#### [What is required]
Each line of the data has to be retyped exactly as it is.

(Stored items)

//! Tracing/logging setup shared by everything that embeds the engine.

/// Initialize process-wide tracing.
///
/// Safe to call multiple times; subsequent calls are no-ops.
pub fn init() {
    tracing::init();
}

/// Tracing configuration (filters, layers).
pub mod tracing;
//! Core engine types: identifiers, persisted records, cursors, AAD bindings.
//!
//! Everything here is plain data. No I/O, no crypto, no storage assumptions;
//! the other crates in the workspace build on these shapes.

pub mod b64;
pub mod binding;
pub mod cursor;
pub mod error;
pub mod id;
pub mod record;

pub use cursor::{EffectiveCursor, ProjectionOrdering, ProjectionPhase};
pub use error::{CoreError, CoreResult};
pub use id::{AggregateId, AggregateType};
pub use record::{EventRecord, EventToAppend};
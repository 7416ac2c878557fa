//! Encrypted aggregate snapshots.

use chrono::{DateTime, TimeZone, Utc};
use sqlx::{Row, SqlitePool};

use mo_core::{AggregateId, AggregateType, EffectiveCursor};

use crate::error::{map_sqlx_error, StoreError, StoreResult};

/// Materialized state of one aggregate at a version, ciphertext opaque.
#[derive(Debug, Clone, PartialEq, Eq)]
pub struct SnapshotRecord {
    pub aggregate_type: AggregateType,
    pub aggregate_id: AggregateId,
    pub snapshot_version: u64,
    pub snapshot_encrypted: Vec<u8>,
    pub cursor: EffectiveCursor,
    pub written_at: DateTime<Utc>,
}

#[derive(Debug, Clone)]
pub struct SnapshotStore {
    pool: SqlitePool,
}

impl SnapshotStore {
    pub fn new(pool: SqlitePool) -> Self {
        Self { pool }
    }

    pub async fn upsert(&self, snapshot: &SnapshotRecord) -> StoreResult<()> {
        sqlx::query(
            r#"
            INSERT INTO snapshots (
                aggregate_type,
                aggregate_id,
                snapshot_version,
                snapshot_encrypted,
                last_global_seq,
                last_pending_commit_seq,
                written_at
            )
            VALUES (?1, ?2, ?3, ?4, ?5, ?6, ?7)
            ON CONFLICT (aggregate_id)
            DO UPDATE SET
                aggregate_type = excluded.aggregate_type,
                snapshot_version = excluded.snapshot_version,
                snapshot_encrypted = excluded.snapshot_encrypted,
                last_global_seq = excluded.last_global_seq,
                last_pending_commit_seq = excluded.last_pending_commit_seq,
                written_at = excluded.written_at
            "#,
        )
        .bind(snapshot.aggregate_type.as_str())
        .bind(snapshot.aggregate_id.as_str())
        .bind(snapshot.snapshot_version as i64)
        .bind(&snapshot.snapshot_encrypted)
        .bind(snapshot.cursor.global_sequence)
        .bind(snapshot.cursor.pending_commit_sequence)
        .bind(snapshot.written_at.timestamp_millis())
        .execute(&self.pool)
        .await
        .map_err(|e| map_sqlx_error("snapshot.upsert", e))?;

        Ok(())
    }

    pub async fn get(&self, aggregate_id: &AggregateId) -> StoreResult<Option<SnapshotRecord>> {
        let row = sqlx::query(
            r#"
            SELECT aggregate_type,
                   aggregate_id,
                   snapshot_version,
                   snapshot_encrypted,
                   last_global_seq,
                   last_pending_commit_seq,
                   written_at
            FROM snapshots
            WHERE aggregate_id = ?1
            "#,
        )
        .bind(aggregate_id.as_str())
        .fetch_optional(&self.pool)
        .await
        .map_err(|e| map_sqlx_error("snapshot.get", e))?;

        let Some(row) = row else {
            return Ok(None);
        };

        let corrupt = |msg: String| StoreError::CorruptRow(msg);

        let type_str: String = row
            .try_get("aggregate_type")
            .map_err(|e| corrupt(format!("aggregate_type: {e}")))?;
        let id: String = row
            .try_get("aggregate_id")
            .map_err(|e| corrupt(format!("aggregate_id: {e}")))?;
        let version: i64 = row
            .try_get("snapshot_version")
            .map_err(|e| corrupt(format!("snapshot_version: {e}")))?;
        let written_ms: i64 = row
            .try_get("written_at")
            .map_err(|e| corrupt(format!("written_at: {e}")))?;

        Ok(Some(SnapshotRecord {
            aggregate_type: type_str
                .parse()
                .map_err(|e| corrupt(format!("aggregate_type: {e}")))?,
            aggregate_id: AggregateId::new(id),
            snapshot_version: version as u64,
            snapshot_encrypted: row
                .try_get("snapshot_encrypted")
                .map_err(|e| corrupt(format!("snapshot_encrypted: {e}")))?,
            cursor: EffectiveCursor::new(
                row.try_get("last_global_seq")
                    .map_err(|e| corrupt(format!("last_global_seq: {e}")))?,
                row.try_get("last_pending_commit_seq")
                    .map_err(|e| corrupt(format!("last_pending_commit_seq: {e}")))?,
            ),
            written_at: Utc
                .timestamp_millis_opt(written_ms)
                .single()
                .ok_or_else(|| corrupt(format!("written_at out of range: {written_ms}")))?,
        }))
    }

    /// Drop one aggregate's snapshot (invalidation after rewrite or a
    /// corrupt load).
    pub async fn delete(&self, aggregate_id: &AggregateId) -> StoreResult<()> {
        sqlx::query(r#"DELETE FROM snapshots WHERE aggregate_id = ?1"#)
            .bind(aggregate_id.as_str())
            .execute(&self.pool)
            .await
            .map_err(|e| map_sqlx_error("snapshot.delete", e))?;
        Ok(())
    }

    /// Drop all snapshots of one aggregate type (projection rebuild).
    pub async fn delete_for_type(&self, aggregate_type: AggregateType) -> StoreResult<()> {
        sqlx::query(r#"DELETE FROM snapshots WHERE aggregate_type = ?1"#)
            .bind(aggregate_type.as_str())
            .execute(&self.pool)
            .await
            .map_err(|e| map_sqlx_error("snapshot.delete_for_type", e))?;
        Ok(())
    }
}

#### [Solution for this task]
//! Tracing/logging setup shared by everything that embeds the engine.

/// Initialize process-wide tracing.
///
/// Safe to call multiple times; subsequent calls are no-ops.
pub fn init() {
    tracing::init();
}

/// Tracing configuration (filters, layers).
pub mod tracing;
//! Core engine types: identifiers, persisted records, cursors, AAD bindings.
//!
//! Everything here is plain data. No I/O, no crypto, no storage assumptions;
//! the other crates in the workspace build on these shapes.

pub mod b64;
pub mod binding;
pub mod cursor;
pub mod error;
pub mod id;
pub mod record;

pub use cursor::{EffectiveCursor, ProjectionOrdering, ProjectionPhase};
pub use error::{CoreError, CoreResult};
pub use id::{AggregateId, AggregateType};
pub use record::{EventRecord, EventToAppend};
repository 7416ac2c878557fa
//! Encrypted aggregate snapshots.

use chrono::{DateTime, TimeZone, Utc};
use sqlx::{Row, SqlitePool};

use mo_core::{AggregateId, AggregateType, EffectiveCursor};

use crate::error::{map_sqlx_error, StoreError, StoreResult};

/// Materialized state of one aggregate at a version, ciphertext opaque.
#[derive(Debug, Clone, PartialEq, Eq)]
pub struct SnapshotRecord {
    pub aggregate_type: AggregateType,
    pub aggregate_id: AggregateId,
    pub snapshot_version: u64,
    pub snapshot_encrypted: Vec<u8>,
    pub cursor: EffectiveCursor,
    pub written_at: DateTime<Utc>,
}

#[derive(Debug, Clone)]
pub struct SnapshotStore {
    pool: SqlitePool,
}

impl SnapshotStore {
    pub fn new(pool: SqlitePool) -> Self {
        Self { pool }
    }

    pub async fn upsert(&self, snapshot: &SnapshotRecord) -> StoreResult<()> {
        sqlx::query(
            r#"
            INSERT INTO snapshots (
                aggregate_type,
                aggregate_id,
                snapshot_version,
                snapshot_encrypted,
                last_global_seq,
                last_pending_commit_seq,
                written_at
            )
            VALUES (?1, ?2, ?3, ?4, ?5, ?6, ?7)
            ON CONFLICT (aggregate_id)
            DO UPDATE SET
                aggregate_type = excluded.aggregate_type,
                snapshot_version = excluded.snapshot_version,
                snapshot_encrypted = excluded.snapshot_encrypted,
                last_global_seq = excluded.last_global_seq,
                last_pending_commit_seq = excluded.last_pending_commit_seq,
                written_at = excluded.written_at
            "#,
        )
        .bind(snapshot.aggregate_type.as_str())
        .bind(snapshot.aggregate_id.as_str())
        .bind(snapshot.snapshot_version as i64)
        .bind(&snapshot.snapshot_encrypted)
        .bind(snapshot.cursor.global_sequence)
        .bind(snapshot.cursor.pending_commit_sequence)
        .bind(snapshot.written_at.timestamp_millis())
        .execute(&self.pool)
        .await
        .map_err(|e| map_sqlx_error("snapshot.upsert", e))?;

        Ok(())
    }

    pub async fn get(&self, aggregate_id: &AggregateId) -> StoreResult<Option<SnapshotRecord>> {
        let row = sqlx::query(
            r#"
            SELECT aggregate_type,
                   aggregate_id,
                   snapshot_version,
                   snapshot_encrypted,
                   last_global_seq,
                   last_pending_commit_seq,
                   written_at
            FROM snapshots
            WHERE aggregate_id = ?1
            "#,
        )
        .bind(aggregate_id.as_str())
        .fetch_optional(&self.pool)
        .await
        .map_err(|e| map_sqlx_error("snapshot.get", e))?;

        let Some(row) = row else {
            return Ok(None);
        };

        let corrupt = |msg: String| StoreError::CorruptRow(msg);

        let type_str: String = row
            .try_get("aggregate_type")
            .map_err(|e| corrupt(format!("aggregate_type: {e}")))?;
        let id: String = row
            .try_get("aggregate_id")
            .map_err(|e| corrupt(format!("aggregate_id: {e}")))?;
        let version: i64 = row
            .try_get("snapshot_version")
            .map_err(|e| corrupt(format!("snapshot_version: {e}")))?;
        let written_ms: i64 = row
            .try_get("written_at")
            .map_err(|e| corrupt(format!("written_at: {e}")))?;

        Ok(Some(SnapshotRecord {
            aggregate_type: type_str
                .parse()
                .map_err(|e| corrupt(format!("aggregate_type: {e}")))?,
            aggregate_id: AggregateId::new(id),
            snapshot_version: version as u64,
            snapshot_encrypted: row
                .try_get("snapshot_encrypted")
                .map_err(|e| corrupt(format!("snapshot_encrypted: {e}")))?,
            cursor: EffectiveCursor::new(
                row.try_get("last_global_seq")
                    .map_err(|e| corrupt(format!("last_global_seq: {e}")))?,
                row.try_get("last_pending_commit_seq")
                    .map_err(|e| corrupt(format!("last_pending_commit_seq: {e}")))?,
            ),
            written_at: Utc
                .timestamp_millis_opt(written_ms)
                .single()
                .ok_or_else(|| corrupt(format!("written_at out of range: {written_ms}")))?,
        }))
    }

    /// Drop one aggregate's snapshot (invalidation after rewrite or a
    /// corrupt load).
    pub async fn delete(&self, aggregate_id: &AggregateId) -> StoreResult<()> {
        sqlx::query(r#"DELETE FROM snapshots WHERE aggregate_id = ?1"#)
            .bind(aggregate_id.as_str())
            .execute(&self.pool)
            .await
            .map_err(|e| map_sqlx_error("snapshot.delete", e))?;
        Ok(())
    }

    /// Drop all snapshots of one aggregate type (projection rebuild).
    pub async fn delete_for_type(&self, aggregate_type: AggregateType) -> StoreResult<()> {
        sqlx::query(r#"DELETE FROM snapshots WHERE aggregate_type = ?1"#)
            .bind(aggregate_type.as_str())
            .execute(&self.pool)
            .await
            .map_err(|e| map_sqlx_error("snapshot.delete_for_type", e))?;
        Ok(())
    }
}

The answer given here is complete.